Maximum likelihood rule#

  • Classify \(x\) to class for which density / likelihood is highest

\[ x \in \Pi_i \iff i = \text{argmax}_{j} f_j(x)\]

Bayes rule#

  • If prior class probabilities \((\pi_1, \dots, \pi_K)\) are available, a more sensible rule is

\[ x \in \Pi_i \iff i= \text{argmax}_{j} \pi_j f_j(x).\]

Optimality of Bayes rule#

  • Of all discriminant rules \(\delta: \mathbb{R}^p \to {\cal S}_K\), the simplex in \(\mathbb{R}^k\) (i.e. rules which assign points \(x \in \mathbb{R}^p\) a probability on \(\{1,\dots,K\}\)) none has higher probability of correct assignment than the Bayes rule.

A simple discriminant function#

  • Suppose the sample space is all \(p\)-tuples of integers that sum to \(n\).

  • Two classes \(f_1 = \text{Multinom}(n, \alpha)\), \(f_2 = \text{Multinom}(n, \beta)\).

  • ML rule boils down to

\[ x \in \Pi_1 \iff \sum_{i=1}^p x_i \log \frac{\alpha_i}{\beta_i} > 0 \]
  • The function

\[ h_{12}(x) = \sum_{i=1}^p x_i \log \frac{\alpha_i}{\beta_i} \]

is called a discriminant function between classes 1 & 2 (though it is derived from a generative model…)

Discriminant functions#

  • Set

\[ h_{ij}(x) = \log \frac{f_i(x)}{f_j(x)}.\]
  • ML rule can be summarized as

\[ x \in \Pi_i \iff h_{ij}(x) > 0 \ \forall j\]
  • Bayes rule can be summarized as

\[ x \in \Pi_i \iff h_{ij}(x) + \log \frac{\pi_i}{\pi_j} > 0 \ \forall j \]

Example: Gaussian in \(\mathbb{R}\)#

  • Let \(f_1 = N(\mu_1, \sigma^2_1)\), \(f_2 = N(\mu_2, \sigma^2_2)\).

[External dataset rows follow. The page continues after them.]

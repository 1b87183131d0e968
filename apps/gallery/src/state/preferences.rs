//! # Preference State
//!
//! Visitor preferences persisted in the `preferences` table.
//!
//! | Key            | Value                                   |
//! |----------------|-----------------------------------------|
//! | `language`     | language code (`en`, `nl`)              |
//! | `colorScheme`  | scheme name (`default`, `ocean`, ...)   |
//! | `customColors` | JSON object, token name → CSS colour    |
//!
//! Unreadable stored values are logged and treated as unset.

use std::collections::BTreeMap;

use atelier_core::theme::{ColorToken, SchemeName, ThemePreference, CUSTOM_COLORS_KEY, SCHEME_KEY};
use atelier_core::{Language, LANGUAGE_KEY};
use atelier_db::{Database, DbError, DbResult};
use tracing::warn;

/// Typed access to stored preferences.
#[derive(Debug, Clone)]
pub struct PreferenceState {
    db: Database,
}

impl PreferenceState {
    pub fn new(db: Database) -> Self {
        PreferenceState { db }
    }

    /// The stored language, if any.
    pub async fn language(&self) -> DbResult<Option<Language>> {
        let Some(code) = self.db.preferences().get(LANGUAGE_KEY).await? else {
            return Ok(None);
        };

        match code.parse() {
            Ok(language) => Ok(Some(language)),
            Err(_) => {
                warn!(%code, "Ignoring unsupported stored language");
                Ok(None)
            }
        }
    }

    pub async fn set_language(&self, language: Language) -> DbResult<()> {
        self.db.preferences().set(LANGUAGE_KEY, language.code()).await
    }

    /// The stored theme, or the default scheme when nothing is stored.
    pub async fn theme(&self) -> DbResult<ThemePreference> {
        let prefs = self.db.preferences();

        let scheme = match prefs.get(SCHEME_KEY).await? {
            Some(name) => name.parse().unwrap_or_else(|_| {
                warn!(%name, "Ignoring unknown stored colour scheme");
                SchemeName::default()
            }),
            None => SchemeName::default(),
        };

        let overrides = match prefs.get(CUSTOM_COLORS_KEY).await? {
            Some(json) => serde_json::from_str::<BTreeMap<ColorToken, String>>(&json)
                .unwrap_or_else(|e| {
                    warn!(error = %e, "Ignoring unreadable stored custom colours");
                    BTreeMap::new()
                }),
            None => BTreeMap::new(),
        };

        Ok(ThemePreference { scheme, overrides })
    }

    /// Stores the scheme name and, if any, the overrides, in one
    /// transaction.
    pub async fn save_theme(&self, theme: &ThemePreference) -> DbResult<()> {
        let custom = if theme.overrides.is_empty() {
            None
        } else {
            Some(serde_json::to_string(&theme.overrides).map_err(|e| DbError::Internal(e.to_string()))?)
        };

        self.db
            .preferences()
            .apply(&[
                (SCHEME_KEY, Some(theme.scheme.as_str())),
                (CUSTOM_COLORS_KEY, custom.as_deref()),
            ])
            .await
    }

    /// Clears both stored theme keys.
    pub async fn reset_theme(&self) -> DbResult<()> {
        self.db
            .preferences()
            .apply(&[(SCHEME_KEY, None), (CUSTOM_COLORS_KEY, None)])
            .await
    }
}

  • Discriminant function for Bayes rule:

\[\begin{split} \begin{aligned} h_{12}(x) &= - \frac{x^2}{2} \left(\frac{1}{\sigma^2_1} - \frac{1}{\sigma^2_2} \right) - x \left( \frac{\mu_1}{\sigma^2_1} - \frac{\mu_2}{\sigma^2_2}\right) + \frac{1}{2} \left(\frac{\mu_2^2}{\sigma^2_2} - \frac{\mu_1^2}{\sigma_1^2} \right) + \log \frac{\sigma_2}{\sigma_1} \\ & \qquad + \log \frac{\pi_1}{\pi_2} \end{aligned}\end{split}\]
  • Note that \(h_{12}\) is quadratic in \(x\), unless \(\sigma_1=\sigma_2\).

  • LDA (Linear Discriminant Analysis): \(\sigma_1=\sigma_2\)

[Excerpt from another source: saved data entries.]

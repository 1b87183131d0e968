//! # Inquiry Commands
//!
//! Turns a filled-in purchase inquiry form into a pre-filled chat link.
//!
//! ```text
//! InquiryForm ── validate ──✗──► ApiError { fieldErrors: [...] }   (no link)
//!      │
//!      ✓
//!      ▼
//! message(language, title) ──► https://wa.me/<number>?text=<encoded message>
//! ```

use atelier_core::catalog::find_artwork;
use atelier_core::inquiry::InquiryForm;
use serde::Serialize;
use tracing::info;
use ts_rs::TS;
use url::Url;

use crate::error::{ApiError, ApiResult};
use crate::state::{CatalogState, GalleryConfig, TranslationState};

const CHAT_BASE_URL: &str = "https://wa.me/";

/// A ready-to-open inquiry link.
#[derive(Debug, Clone, PartialEq, Eq, Serialize, TS)]
#[ts(export)]
#[serde(rename_all = "camelCase")]
pub struct InquiryLink {
    pub artwork_id: i64,
    pub url: String,
}

/// Validates the form and builds the link for one artwork.
///
/// Only works that are for sale accept inquiries. The message is written
/// in the active language.
pub fn create_inquiry_link(
    artwork_id: i64,
    form: &InquiryForm,
    catalog: &CatalogState,
    config: &GalleryConfig,
    translations: &TranslationState,
) -> ApiResult<InquiryLink> {
    let snapshot = catalog
        .current()
        .ok_or_else(|| ApiError::not_found("Artwork", &artwork_id.to_string()))?;
    let artwork = find_artwork(&snapshot.artworks, artwork_id)?;

    if !artwork.is_purchasable() {
        return Err(ApiError::validation(format!(
            "'{}' is not available for purchase",
            artwork.title
        )));
    }

    form.validate()?;

    let number = contact_number(config)?;
    let message = form.message(translations.language(), &artwork.title);
    let url = inquiry_url(&number, &message)?;

    info!(artwork_id, "Inquiry link created");
    Ok(InquiryLink {
        artwork_id,
        url: url.into(),
    })
}

/// The configured number with formatting characters removed.
fn contact_number(config: &GalleryConfig) -> ApiResult<String> {
    let digits: String = config
        .whatsapp_number
        .as_deref()
        .unwrap_or_default()
        .chars()
        .filter(char::is_ascii_digit)
        .collect();

    if digits.is_empty() {
        return Err(ApiError::config("No contact number configured"));
    }
    Ok(digits)
}

fn inquiry_url(number: &str, message: &str) -> ApiResult<Url> {
    Url::parse_with_params(&format!("{}{}", CHAT_BASE_URL, number), &[("text", message)])
        .map_err(|e| ApiError::internal(format!("Invalid inquiry link: {}", e)))
}

#[cfg(test)]
mod tests {
    use super::*;
    use crate::error::ErrorCode;
    use atelier_core::catalog::fallback_catalog;
    use atelier_core::Language;

    fn form() -> InquiryForm {
        InquiryForm {
            name: "Anna".to_string(),
            email: "anna@example.nl".to_string(),
            address: "Prinsengracht 263".to_string(),
        }
    }

    fn config() -> GalleryConfig {
        GalleryConfig {
            whatsapp_number: Some("+31 6 1234 5678".to_string()),
            ..Default::default()
        }
    }

    async fn setup(language: Language) -> (CatalogState, TranslationState, tempfile::TempDir) {
        let dir = tempfile::tempdir().unwrap();
        let translations = TranslationState::load(dir.path(), language).await;
        let catalog = CatalogState::new();
        catalog.publish(fallback_catalog());
        (catalog, translations, dir)
    }

    #[tokio::test]
    async fn test_link_for_available_work() {
        let (catalog, translations, _dir) = setup(Language::En).await;

        let link = create_inquiry_link(1, &form(), &catalog, &config(), &translations).unwrap();
        let url = Url::parse(&link.url).unwrap();
        assert_eq!(url.host_str(), Some("wa.me"));
        assert_eq!(url.path(), "/31612345678");

        let text: String = url
            .query_pairs()
            .find(|(k, _)| k == "text")
            .map(|(_, v)| v.into_owned())
            .unwrap();
        assert_eq!(
            text,
            "Hello, I'm interested in buying 'Sunny Days'. My name is Anna and my address is Prinsengracht 263. My email is anna@example.nl."
        );
        assert!(!link.url.contains(' '));
    }

    #[tokio::test]
    async fn test_dutch_message() {
        let (catalog, translations, _dir) = setup(Language::Nl).await;

        let link = create_inquiry_link(1, &form(), &catalog, &config(), &translations).unwrap();
        let url = Url::parse(&link.url).unwrap();
        let (_, text) = url.query_pairs().next().unwrap();
        assert!(text.starts_with("Hallo, ik ben geïnteresseerd in de aankoop van 'Sunny Days'."));
    }

    #[tokio::test]
    async fn test_invalid_form_yields_no_link() {
        let (catalog, translations, _dir) = setup(Language::En).await;
        let bad = InquiryForm {
            name: "A".to_string(),
            email: "not-an-email".to_string(),
            address: "Short".to_string(),
        };

        let err = create_inquiry_link(1, &bad, &catalog, &config(), &translations).unwrap_err();
        assert_eq!(err.code, ErrorCode::ValidationError);
        assert_eq!(
            err.field_keys(),
            vec![
                ("name", "modal.errors.name.minLength"),
                ("email", "modal.errors.email.invalid"),
                ("address", "modal.errors.address.minLength"),
            ]
        );
    }

    #[tokio::test]
    async fn test_sold_and_missing_works() {
        let (catalog, translations, _dir) = setup(Language::En).await;

        let err = create_inquiry_link(3, &form(), &catalog, &config(), &translations).unwrap_err();
        assert_eq!(err.code, ErrorCode::ValidationError);

        let err = create_inquiry_link(42, &form(), &catalog, &config(), &translations).unwrap_err();
        assert_eq!(err.code, ErrorCode::NotFound);
    }

    #[tokio::test]
    async fn test_missing_number_is_config_error() {
        let (catalog, translations, _dir) = setup(Language::En).await;
        let err = create_inquiry_link(1, &form(), &catalog, &GalleryConfig::default(), &translations)
            .unwrap_err();
        assert_eq!(err.code, ErrorCode::ConfigError);
    }
}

  • QDA (Quadratic Discriminant Analysis): \(\sigma_1 \neq \sigma_2\).


Example: Gaussian in \(\mathbb{R}^p\)#

  • In general, ML rule classifies \(x\) by minimizing Mahalanobis distance (after adjusting for \(\Sigma_i\))

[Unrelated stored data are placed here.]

/// Artwork as found in catalog files.
#[derive(Deserialize)]
#[serde(rename_all = "camelCase")]
struct ArtworkRecord {
    id: i64,
    title: String,
    artist: String,
    description: LocalizedText,
    #[serde(default, deserialize_with = "present")]
    price_cents: Option<Option<i64>>,
    #[serde(default, deserialize_with = "present")]
    price: Option<Option<f64>>,
    #[serde(default)]
    sold: bool,
    #[serde(default)]
    not_for_sale: bool,
    main_image: String,
    #[serde(default)]
    detail_images: Vec<String>,
    dimensions: String,
    material: String,
}

/// Keeps an explicit `null` apart from a missing field.
fn present<'de, D, T>(deserializer: D) -> Result<Option<T>, D::Error>
where
    D: Deserializer<'de>,
    T: Deserialize<'de>,
{
    T::deserialize(deserializer).map(Some)
}

fn euros_to_cents(euros: f64) -> Option<i64> {
    let cents = (euros * 100.0).round();
    (cents >= i64::MIN as f64 && cents < i64::MAX as f64).then_some(cents as i64)
}

impl TryFrom<ArtworkRecord> for Artwork {
    type Error = String;

    fn try_from(record: ArtworkRecord) -> Result<Self, Self::Error> {
        let price_cents = match (record.price_cents, record.price) {
            (Some(cents), _) => cents,
            (None, Some(None)) => None,
            (None, Some(Some(euros))) => Some(
                euros_to_cents(euros)
                    .ok_or_else(|| format!("artwork {}: price {} out of range", record.id, euros))?,
            ),
            (None, None) => {
                return Err(format!("artwork {}: missing field `priceCents`", record.id));
            }
        };

        Ok(Artwork {
            id: record.id,
            title: record.title,
            artist: record.artist,
            description: record.description,
            price_cents,
            sold: record.sold,
            not_for_sale: record.not_for_sale,
            main_image: record.main_image,
            detail_images: record.detail_images,
            dimensions: record.dimensions,
            material: record.material,
        })
    }
}
//! # Translations
//!
//! Dotted-key lookup of localized UI strings.
//!
//! Translation files may be flat (`{"artwork.sold": "Sold"}`) or nested
//! (`{"artwork": {"sold": "Sold"}}`); both load into the same flat table.
//! A lookup that finds nothing returns the key itself, so a missing entry
//! shows up on screen as `artwork.sold` instead of failing.

use std::collections::HashMap;

use serde_json::Value;

/// A loaded translation table for one language.
#[derive(Debug, Clone, Default, PartialEq, Eq)]
pub struct Translations {
    entries: HashMap<String, String>,
}

impl Translations {
    /// Parses a translation file.
    pub fn from_json_str(json: &str) -> Result<Self, serde_json::Error> {
        let value: Value = serde_json::from_str(json)?;
        Ok(Self::from_value(&value))
    }

    /// Flattens a JSON document into dotted keys. Non-string leaves are
    /// ignored.
    pub fn from_value(value: &Value) -> Self {
        let mut entries = HashMap::new();
        flatten(value, String::new(), &mut entries);
        Translations { entries }
    }

    /// The translation for `key`, or `key` itself when there is none.
    ///
    /// ## Example
    /// ```rust
    /// use atelier_core::i18n::Translations;
    ///
    /// let t = Translations::from_json_str(r#"{"artwork": {"sold": "Verkocht"}}"#).unwrap();
    /// assert_eq!(t.translate("artwork.sold"), "Verkocht");
    /// assert_eq!(t.translate("artwork.price"), "artwork.price");
    /// ```
    pub fn translate(&self, key: &str) -> String {
        self.get(key).unwrap_or(key).to_string()
    }

    /// Empty strings count as missing.
    pub fn get(&self, key: &str) -> Option<&str> {
        self.entries
            .get(key)
            .map(String::as_str)
            .filter(|s| !s.is_empty())
    }

    pub fn len(&self) -> usize {
        self.entries.len()
    }

    pub fn is_empty(&self) -> bool {
        self.entries.is_empty()
    }
}

fn flatten(value: &Value, prefix: String, out: &mut HashMap<String, String>) {
    match value {
        Value::Object(map) => {
            for (key, child) in map {
                let path = if prefix.is_empty() {
                    key.clone()
                } else {
                    format!("{}.{}", prefix, key)
                };
                flatten(child, path, out);
            }
        }
        Value::String(s) if !prefix.is_empty() => {
            out.insert(prefix, s.clone());
        }
        _ => {}
    }
}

\[ x \in \Pi_i \iff i = \text{argmin}_{j}\Delta_{\Sigma_j}(x, \mu_j) + \log \det(\Sigma_j),\]
  • If \(\Sigma_i=\Sigma\) for all \(i\), the ML (LDA) rule classifies by minimizing Mahalanobis distance.

  • Bayesian rule (with \(\Sigma_i=\Sigma\)) classifies by

\[ x \in \Pi_i \iff i = \text{argmin}_{j}\Delta_{\Sigma}(x, \mu_j) - 2 \log \pi_j \]

so classes with smaller prior probabilities get penalized.

Sample ML and Bayesian rules#

  • For each class, estimate \((\widehat{\mu}_i, \widehat{\Sigma}_i, \widehat{\pi}_i)\) with \(\widehat{\pi}_i = n_i/n\).

QDA (sample version)#

  • Classify according to

\[ x \in \widehat{\Pi}_i \iff i = \text{argmin}_{j} \Delta_{\widehat{\Sigma}_j}(x, \widehat{\mu}_j) + \log \det(\widehat{\Sigma}_j) - 2 \log \widehat{\pi}_j.\]

LDA (sample version)#

  • First, estimate a pooled covariance matrix

\[ \widehat{\Sigma}_P = \frac{1}{n - K} \sum_{i=1}^K (n_i - 1) \widehat{\Sigma}_i \]
  • Classify according to $\( x \in \widehat{\Pi}_i \iff i = \text{argmin}_{j} \Delta_{\widehat{\Sigma}_P}(x, \widehat{\mu}_j) - 2 \log \widehat{\pi}_j.\)$



Effective dimension for LDA#

  • Suppose that \(p > K\), and let $\( L = \mu_1 \oplus \text{span}\{\mu_i - \mu_1, 2 \leq i\leq K\} \)$

  • It is clear that all of the action happens along affine subspace \(L \subset \mathbb{R}^p\) of dimension at most \((K-1)\).

  • Suggests we can / should reduce dimension …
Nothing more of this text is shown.